§ **WORK REQUEST**: Using the records below, locate all lines containing "compared" and return them.

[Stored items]
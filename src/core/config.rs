// ProgPoW GPU Miner - Free and Open Source Software Statement
//
// This project, progpow-miner, is Free and Open Source Software (FOSS) licensed
// under the MIT License. You are free to use, modify, and distribute this
// software in accordance with the license terms. Contributions are welcome
// via pull requests to the project repository.
//
// File: src/core/config.rs
// Version: 1.0.0
// Developer: OIEIEIO <oieieio@protonmail.com>
//
// This file defines the command-line arguments of the ppminer binary and the
// MinerSettings struct that carries runtime tuning into the worker engine.
//
// Tree Location:
// - src/core/config.rs (CLI arguments and runtime settings)
// - Depends on: clap

use clap::Parser;
use std::fmt;
use std::path::PathBuf;
use std::str::FromStr;
use std::time::Duration;

/// Proof-of-work algorithm family
#[derive(Debug, Clone, Copy, PartialEq, Eq, Hash)]
pub enum AlgorithmKind {
    Ethash,
    ProgPow,
}

impl AlgorithmKind {
    pub const fn as_str(&self) -> &'static str {
        match self {
            AlgorithmKind::Ethash => "ethash",
            AlgorithmKind::ProgPow => "progpow",
        }
    }
}

impl fmt::Display for AlgorithmKind {
    fn fmt(&self, f: &mut fmt::Formatter<'_>) -> fmt::Result {
        f.write_str(self.as_str())
    }
}

impl FromStr for AlgorithmKind {
    type Err = String;

    fn from_str(s: &str) -> Result<Self, Self::Err> {
        match s.to_lowercase().as_str() {
            "ethash" => Ok(AlgorithmKind::Ethash),
            "progpow" => Ok(AlgorithmKind::ProgPow),
            other => Err(format!("Unsupported algorithm '{}'. Use 'ethash' or 'progpow'", other)),
        }
    }
}

/// How devices schedule their dataset builds
#[derive(Debug, Clone, Copy, PartialEq, Eq, Default)]
pub enum DagLoadMode {
    /// Every device builds as soon as it has work
    #[default]
    Parallel,
    /// Devices build one at a time in device-index order
    Sequential,
}

impl FromStr for DagLoadMode {
    type Err = String;

    fn from_str(s: &str) -> Result<Self, Self::Err> {
        match s.to_lowercase().as_str() {
            "parallel" => Ok(DagLoadMode::Parallel),
            "sequential" => Ok(DagLoadMode::Sequential),
            other => Err(format!("Unknown DAG load mode '{}'. Use 'parallel' or 'sequential'", other)),
        }
    }
}

/// Runtime values handed to every worker through the mining context
#[derive(Debug, Clone)]
pub struct MinerSettings {
    pub workgroup_size: usize,
    /// Initial global work size; rounded up to a workgroup multiple per device
    pub initial_global_work_size: usize,
    pub dag_load_mode: DagLoadMode,
    /// Where the generated kernel source is written, `None` disables the dump
    pub kernel_dump_path: Option<PathBuf>,
    pub idle_backoff: Duration,
    pub sequential_poll_interval: Duration,
}

impl MinerSettings {
    pub const DEFAULT_WORKGROUP_SIZE: usize = 256;
    pub const DEFAULT_GLOBAL_WORK_MULTIPLIER: usize = 2048;
    pub const DEFAULT_KERNEL_DUMP: &'static str = "kernel.cl";
}

impl Default for MinerSettings {
    fn default() -> Self {
        Self {
            workgroup_size: Self::DEFAULT_WORKGROUP_SIZE,
            initial_global_work_size: Self::DEFAULT_GLOBAL_WORK_MULTIPLIER * Self::DEFAULT_WORKGROUP_SIZE,
            dag_load_mode: DagLoadMode::Parallel,
            kernel_dump_path: Some(PathBuf::from(Self::DEFAULT_KERNEL_DUMP)),
            idle_backoff: Duration::from_secs(3),
            sequential_poll_interval: Duration::from_secs(1),
        }
    }
}

/// Command-line arguments for the ProgPoW/Ethash GPU miner
#[derive(Parser, Debug)]
#[command(
    name = "ppminer",
    author = "ProgPoW Mining Team",
    version = "1.0.0",
    about = "Multi-device OpenCL miner for Ethash and ProgPoW",
    long_about = "ppminer drives one OpenCL search worker per GPU. Each worker builds the epoch\n\
                  dataset (DAG) on its device, searches its own slice of the nonce space and\n\
                  verifies every GPU hit on the host before handing it to the work source.\n\n\
                  Note: ppminer only links the Ethash light verifier. --algo progpow is accepted\n\
                  by the engine but the binary exits at startup until an external ProgPoW hash\n\
                  oracle is provided.\n\n\
                  Examples:\n\
                    Benchmark Ethash at block 0: ppminer --benchmark 0\n\
                    Mine a work file on GPUs 0 and 2: ppminer --work-file work.json --devices 0,2\n\
                    One-at-a-time DAG loading: ppminer --dag-load-mode sequential --benchmark 1000000"
)]
pub struct Args {
    #[arg(long, default_value = "ethash", value_name = "ALGO", help = "Algorithm to mine: ethash or progpow")]
    pub algo: String,

    #[arg(
        long,
        default_value = "kernels/opencl",
        value_name = "DIR",
        help = "Directory holding ethash.cl, progpow.cl and progpow_period_<seed>.cl"
    )]
    pub kernel_dir: PathBuf,

    #[arg(
        long,
        value_delimiter = ',',
        value_name = "LIST",
        help = "Comma-separated device indices to mine on (default: all GPUs)"
    )]
    pub devices: Vec<usize>,

    #[arg(long, default_value = "256", value_name = "THREADS", help = "OpenCL workgroup (local) size")]
    pub workgroup_size: usize,

    #[arg(
        long,
        default_value = "2048",
        value_name = "N",
        help = "Initial global work size as a multiple of the workgroup size"
    )]
    pub global_work_multiplier: usize,

    #[arg(
        long,
        default_value = "parallel",
        value_name = "MODE",
        help = "DAG build scheduling: parallel or sequential (one device at a time, in index order)"
    )]
    pub dag_load_mode: String,

    #[arg(long, value_name = "FILE", help = "JSON work template to mine")]
    pub work_file: Option<PathBuf>,

    #[arg(long, value_name = "BLOCK", help = "Benchmark against a synthetic package at this block number")]
    pub benchmark: Option<u64>,

    #[arg(long, default_value = "false", help = "Do not write the generated kernel source to kernel.cl")]
    pub no_kernel_dump: bool,

    #[arg(long, default_value = "info", value_name = "LEVEL", help = "Log level: error, warn, info, debug, trace")]
    pub log_level: String,

    #[arg(long, value_name = "FILE", help = "Also write logs to this file")]
    pub log_file: Option<PathBuf>,

    #[arg(long, default_value = "10", value_name = "SECONDS", help = "Seconds between hashrate summaries")]
    pub stats_interval: u64,
}

impl Args {
    /// Validate arguments and return helpful errors
    pub fn validate(&self) -> Result<(), String> {
        self.algorithm()?;
        self.dag_load_mode()?;

        if self.work_file.is_none() && self.benchmark.is_none() {
            return Err("Nothing to mine. Use --work-file FILE or --benchmark BLOCK".to_string());
        }
        if self.work_file.is_some() && self.benchmark.is_some() {
            return Err("--work-file and --benchmark are mutually exclusive".to_string());
        }
        if self.workgroup_size == 0 || !self.workgroup_size.is_power_of_two() {
            return Err(format!("Workgroup size must be a power of two, got {}", self.workgroup_size));
        }
        if self.global_work_multiplier == 0 {
            return Err("Global work multiplier must be greater than 0".to_string());
        }
        if self.stats_interval == 0 {
            return Err("Stats interval must be greater than 0 seconds".to_string());
        }
        if !matches!(
            self.log_level.to_lowercase().as_str(),
            "error" | "warn" | "info" | "debug" | "trace"
        ) {
            return Err(format!("Unknown log level '{}'", self.log_level));
        }

        Ok(())
    }

    pub fn algorithm(&self) -> Result<AlgorithmKind, String> {
        self.algo.parse()
    }

    pub fn dag_load_mode(&self) -> Result<DagLoadMode, String> {
        self.dag_load_mode.parse()
    }

    /// Runtime settings derived from the arguments
    pub fn settings(&self) -> Result<MinerSettings, String> {
        Ok(MinerSettings {
            workgroup_size: self.workgroup_size,
            initial_global_work_size: self.global_work_multiplier * self.workgroup_size,
            dag_load_mode: self.dag_load_mode()?,
            kernel_dump_path: if self.no_kernel_dump {
                None
            } else {
                Some(PathBuf::from(MinerSettings::DEFAULT_KERNEL_DUMP))
            },
            ..MinerSettings::default()
        })
    }
}


// Changelog:
// - v1.0.0 (2025-07-02): ppminer arguments.
//   - Replaced pool/wallet/thread options with device, kernel and DAG options.
//   - Added MinerSettings so the engine never reads CLI types directly.
//   - Help text notes the binary has no built-in ProgPoW oracle.
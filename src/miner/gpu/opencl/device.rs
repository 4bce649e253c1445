// ProgPoW GPU Miner - Free and Open Source Software Statement
//
// File: src/miner/gpu/opencl/device.rs
// Version: 1.0.0
// Developer: OIEIEIO <oieieio@protonmail.com>
//
// OpenCL device enumeration - detects GPU devices across all platforms and
// captures the attributes the worker needs (memory, platform, NVIDIA compute
// capability).

use anyhow::{Error, Result};
use log::{debug, error, info, warn};
use opencl3::{
    device::{CL_DEVICE_TYPE_GPU, Device},
    platform::get_platforms,
};

use crate::miner::gpu::backend::DeviceInfo;

const LOG_TARGET: &str = "progpow::miner::opencl::device";

/// Kernel `PLATFORM` values
pub mod platform_ids {
    pub const UNKNOWN: u32 = 0;
    pub const AMD: u32 = 1;
    pub const CLOVER: u32 = 2;
    pub const NVIDIA: u32 = 3;
    pub const INTEL: u32 = 4;
}

/// Map an OpenCL platform name to its kernel platform id
pub fn platform_id(platform_name: &str) -> u32 {
    let name = platform_name.to_lowercase();
    if name.contains("nvidia") {
        platform_ids::NVIDIA
    } else if name.contains("amd") || name.contains("advanced micro devices") {
        platform_ids::AMD
    } else if name.contains("clover") {
        platform_ids::CLOVER
    } else if name.contains("intel") {
        platform_ids::INTEL
    } else {
        platform_ids::UNKNOWN
    }
}

/// OpenCL GPU device
#[derive(Debug, Clone)]
pub struct OpenClDevice {
    pub device_id: u32,
    pub platform_name: String,
    pub max_compute_units: u32,
    pub info: DeviceInfo,
    pub device: Device,
}

impl OpenClDevice {
    pub fn new(device: Device, device_id: u32, platform_name: String) -> Self {
        let name = device.name().unwrap_or_else(|_| "Unknown Device".to_string());
        let vendor = device.vendor().unwrap_or_else(|_| "Unknown Vendor".to_string());
        let max_work_group_size = device.max_work_group_size().unwrap_or(256);
        let max_compute_units = device.max_compute_units().unwrap_or(1);
        let global_mem_size = device.global_mem_size().unwrap_or(0);
        let platform_id = platform_id(&platform_name);

        let compute_capability = if platform_id == platform_ids::NVIDIA {
            match (device.compute_capability_major_nv(), device.compute_capability_minor_nv()) {
                (Ok(major), Ok(minor)) => Some((major, minor)),
                _ => None,
            }
        } else {
            None
        };

        debug!(target: LOG_TARGET,
            "Created OpenCL device: {} (CU: {}, WG: {}, CC: {:?})",
            name, max_compute_units, max_work_group_size, compute_capability
        );

        Self {
            device_id,
            platform_name,
            max_compute_units,
            info: DeviceInfo {
                name,
                vendor,
                platform_id,
                global_mem_size,
                max_work_group_size,
                compute_capability,
            },
            device,
        }
    }

    pub fn name(&self) -> &str {
        &self.info.name
    }

    pub fn device(&self) -> &Device {
        &self.device
    }

    /// Detect all available OpenCL GPU devices
    pub fn detect_devices() -> Result<Vec<OpenClDevice>> {
        debug!(target: LOG_TARGET, "Starting OpenCL device detection");

        let platforms = get_platforms().map_err(|e| {
            error!(target: LOG_TARGET, "Failed to get OpenCL platforms: {}", e);
            Error::msg(format!("OpenCL platform detection failed: {}", e))
        })?;

        if platforms.is_empty() {
            warn!(target: LOG_TARGET, "No OpenCL platforms found");
            return Ok(Vec::new());
        }

        info!(target: LOG_TARGET, "Found {} OpenCL platform(s)", platforms.len());

        let mut all_devices = Vec::new();
        let mut device_counter = 0;

        for platform in platforms {
            let platform_name = platform.name().unwrap_or_else(|_| "Unknown Platform".to_string());
            debug!(target: LOG_TARGET, "Checking platform: {}", platform_name);

            match platform.get_devices(CL_DEVICE_TYPE_GPU) {
                Ok(devices) => {
                    for device_cl_id in devices {
                        let device = OpenClDevice::new(Device::new(device_cl_id), device_counter, platform_name.clone());
                        info!(target: LOG_TARGET,
                            "Detected OpenCL device {}: {}",
                            device_counter,
                            device.info_string()
                        );
                        all_devices.push(device);
                        device_counter += 1;
                    }
                }
                Err(e) => {
                    debug!(target: LOG_TARGET, "No GPU devices found on platform {}: {}", platform_name, e);
                }
            }
        }

        if all_devices.is_empty() {
            warn!(target: LOG_TARGET, "No OpenCL GPU devices detected");
        }

        Ok(all_devices)
    }

    /// Get device info string for display
    pub fn info_string(&self) -> String {
        format!(
            "{} (Platform: {}, CU: {}, WG: {}, MEM: {:.1} GB)",
            self.info.name,
            self.platform_name,
            self.max_compute_units,
            self.info.max_work_group_size,
            self.info.memory_gb()
        )
    }
}

#[cfg(test)]
mod tests {
    use super::*;

    #[test]
    fn platform_names_map_to_ids() {
        assert_eq!(platform_id("NVIDIA CUDA"), platform_ids::NVIDIA);
        assert_eq!(platform_id("AMD Accelerated Parallel Processing"), platform_ids::AMD);
        assert_eq!(platform_id("Clover"), platform_ids::CLOVER);
        assert_eq!(platform_id("Portable Computing Language"), platform_ids::UNKNOWN);
    }
}

// Changelog:
// - v1.0.0 (2025-07-02): Device attributes for DAG mining.
//   - Added platform id and NVIDIA compute capability into DeviceInfo.
//   - Dropped integrated/dedicated classification.
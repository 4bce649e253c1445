// ProgPoW GPU Miner - Free and Open Source Software Statement
//
// This project, progpow-miner, is Free and Open Source Software (FOSS) licensed
// under the MIT License. You are free to use, modify, and distribute this
// software in accordance with the license terms. Contributions are welcome
// via pull requests to the project repository.
//
// File: src/miner/verifier.rs
// Version: 1.0.0
// Developer: OIEIEIO <oieieio@protonmail.com>
//
// Host-side check of GPU hits. The kernels only compare the upper 64 bits of
// the boundary; a hit becomes a Solution only after the oracle's full hash is
// strictly below the full 256-bit boundary.
//
// Tree Location:
// - src/miner/verifier.rs (host verification of GPU hits)
// - Depends on: log

use log::{debug, warn};
use std::sync::Arc;
use std::time::Instant;

use crate::core::difficulty;
use crate::core::oracle::{HashOracle, OracleError};
use crate::core::types::{H256, Solution, WorkPackage};

const LOG_TARGET: &str = "progpow::miner::verifier";

#[derive(Debug, Clone)]
pub enum Verdict {
    Accepted(Solution),
    /// Recomputed hash is not below the boundary
    Rejected { nonce: u64, value: H256 },
    /// The oracle could not evaluate the nonce
    Failed { nonce: u64, error: OracleError },
}

impl Verdict {
    pub fn is_accepted(&self) -> bool {
        matches!(self, Verdict::Accepted(_))
    }
}

pub struct SolutionVerifier {
    oracle: Arc<dyn HashOracle>,
    device_index: usize,
}

impl SolutionVerifier {
    pub fn new(oracle: Arc<dyn HashOracle>, device_index: usize) -> Self {
        Self { oracle, device_index }
    }

    pub fn verify(&self, work: &Arc<WorkPackage>, nonce: u64) -> Verdict {
        let result = match self.oracle.evaluate(work, nonce) {
            Ok(result) => result,
            Err(error) => {
                warn!(target: LOG_TARGET, "cl-{} could not verify nonce {:#018x}: {}", self.device_index, nonce, error);
                return Verdict::Failed { nonce, error };
            }
        };

        if difficulty::hash_below_boundary(&result.value, &work.boundary) {
            debug!(target: LOG_TARGET, "cl-{} nonce {:#018x} verified", self.device_index, nonce);
            Verdict::Accepted(Solution {
                nonce,
                mix_hash: result.mix_hash,
                work: Arc::clone(work),
                found_at: Instant::now(),
                device_index: self.device_index,
            })
        } else {
            Verdict::Rejected {
                nonce,
                value: result.value,
            }
        }
    }
}

// Changelog:
// - v1.0.0 (2025-07-02): Full-width host verification of GPU hits.
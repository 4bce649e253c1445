// ProgPoW GPU Miner - Free and Open Source Software Statement
//
// This project, progpow-miner, is Free and Open Source Software (FOSS) licensed
// under the MIT License. You are free to use, modify, and distribute this
// software in accordance with the license terms. Contributions are welcome
// via pull requests to the project repository.
//
// File: src/core/types.rs
// Version: 1.0.0
// Developer: OIEIEIO <oieieio@protonmail.com>
//
// This file defines core data structures for the miner: work packages handed
// out by the work source, solutions handed back, and the hash results produced
// by the verification oracle.
//
// Tree Location:
// - src/core/types.rs (core data structures)
// - Depends on: serde, uint (via difficulty)

use serde::{Deserialize, Serialize};
use std::sync::Arc;
use std::time::Instant;

use crate::core::difficulty::{self, U256};
use crate::core::epoch::EPOCH_LENGTH;

/// 32-byte hash as produced by Keccak-256 and friends
pub type H256 = [u8; 32];

/// Immutable snapshot of the work currently offered by the work source
#[derive(Debug, Clone, PartialEq, Eq)]
pub struct WorkPackage {
    /// Identifier assigned by the work source (pool job id, template id)
    pub job_id: String,

    /// Header hash the nonce is searched against
    pub header: H256,

    /// Dataset epoch
    pub epoch: u32,

    /// Block number, source of the ProgPoW period seed
    pub block_number: u64,

    /// Maximum accepted hash value (exclusive)
    pub boundary: U256,

    /// Number of high-order nonce bytes reserved by the work source
    pub ex_size_bytes: u8,

    /// Externally assigned nonce prefix, only meaningful when `ex_size_bytes > 0`
    pub start_nonce: u64,
}

impl WorkPackage {
    /// Create a package with no extra-nonce reservation
    pub fn new(job_id: impl Into<String>, header: H256, epoch: u32, block_number: u64, boundary: U256) -> Self {
        Self {
            job_id: job_id.into(),
            header,
            epoch,
            block_number,
            boundary,
            ex_size_bytes: 0,
            start_nonce: 0,
        }
    }

    /// Reserve the top `ex_size_bytes` of the nonce for the work source
    pub fn with_extra_nonce(mut self, start_nonce: u64, ex_size_bytes: u8) -> Self {
        self.start_nonce = start_nonce;
        self.ex_size_bytes = ex_size_bytes;
        self
    }

    /// Truncated target compared by the GPU kernels
    pub fn gpu_target(&self) -> u64 {
        difficulty::gpu_target(&self.boundary)
    }

    /// Short header prefix for log lines
    pub fn header_prefix(&self) -> String {
        hex::encode(&self.header[..4])
    }
}

/// A verified nonce ready for submission
#[derive(Debug, Clone)]
pub struct Solution {
    /// Winning nonce
    pub nonce: u64,

    /// Mix digest computed by the oracle
    pub mix_hash: H256,

    /// Package the nonce was found under
    pub work: Arc<WorkPackage>,

    /// Discovery timestamp
    pub found_at: Instant,

    /// Index of the device that reported the nonce
    pub device_index: usize,
}

impl Solution {
    /// Age of this solution
    pub fn age(&self) -> std::time::Duration {
        self.found_at.elapsed()
    }
}

/// Result of a host-side hash evaluation
#[derive(Debug, Clone, Copy, PartialEq, Eq)]
pub struct HashResult {
    /// Final hash compared against the boundary (big-endian number)
    pub value: H256,

    /// Mix digest submitted alongside the nonce
    pub mix_hash: H256,
}

/// Work template as stored in `--work-file`
#[derive(Debug, Clone, Serialize, Deserialize)]
pub struct WorkTemplate {
    /// Template identifier
    #[serde(default)]
    pub job_id: String,

    /// Hex-encoded 32-byte header hash
    pub header: String,

    /// Epoch; derived from the block number when omitted
    #[serde(default)]
    pub epoch: Option<u32>,

    /// Block number
    pub block_number: u64,

    /// Hex-encoded boundary (big-endian, up to 32 bytes)
    pub boundary: String,

    /// Extra-nonce byte count
    #[serde(default)]
    pub ex_size_bytes: u8,

    /// Extra-nonce prefix as a decimal JSON number
    #[serde(default)]
    pub start_nonce: Option<u64>,
}

impl WorkTemplate {
    /// Decode into a work package
    pub fn into_package(self) -> Result<WorkPackage, String> {
        let header_bytes = hex::decode(self.header.trim_start_matches("0x"))
            .map_err(|e| format!("Invalid header hex: {}", e))?;
        let header: H256 = header_bytes
            .as_slice()
            .try_into()
            .map_err(|_| format!("Header must be 32 bytes, got {}", header_bytes.len()))?;
        let boundary =
            difficulty::parse_boundary(&self.boundary).map_err(|e| format!("Invalid boundary hex: {}", e))?;
        if boundary.is_zero() {
            return Err("Boundary must be non-zero".to_string());
        }
        let epoch = self
            .epoch
            .unwrap_or((self.block_number / EPOCH_LENGTH) as u32);

        Ok(WorkPackage::new(self.job_id, header, epoch, self.block_number, boundary)
            .with_extra_nonce(self.start_nonce.unwrap_or(0), self.ex_size_bytes))
    }
}

// Changelog:
// - v1.0.0 (2025-07-02): Ethash/ProgPoW work and solution types.
//   - Replaced PoolJob/MiningJob/Share with WorkPackage/Solution.
//   - Added HashResult for the verification oracle.
//   - Added WorkTemplate (serde) for --work-file.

§ **ANSWER TO THIS PROBLEM**:
    /// Truncated target compared by the GPU kernels
    /// Final hash compared against the boundary (big-endian number)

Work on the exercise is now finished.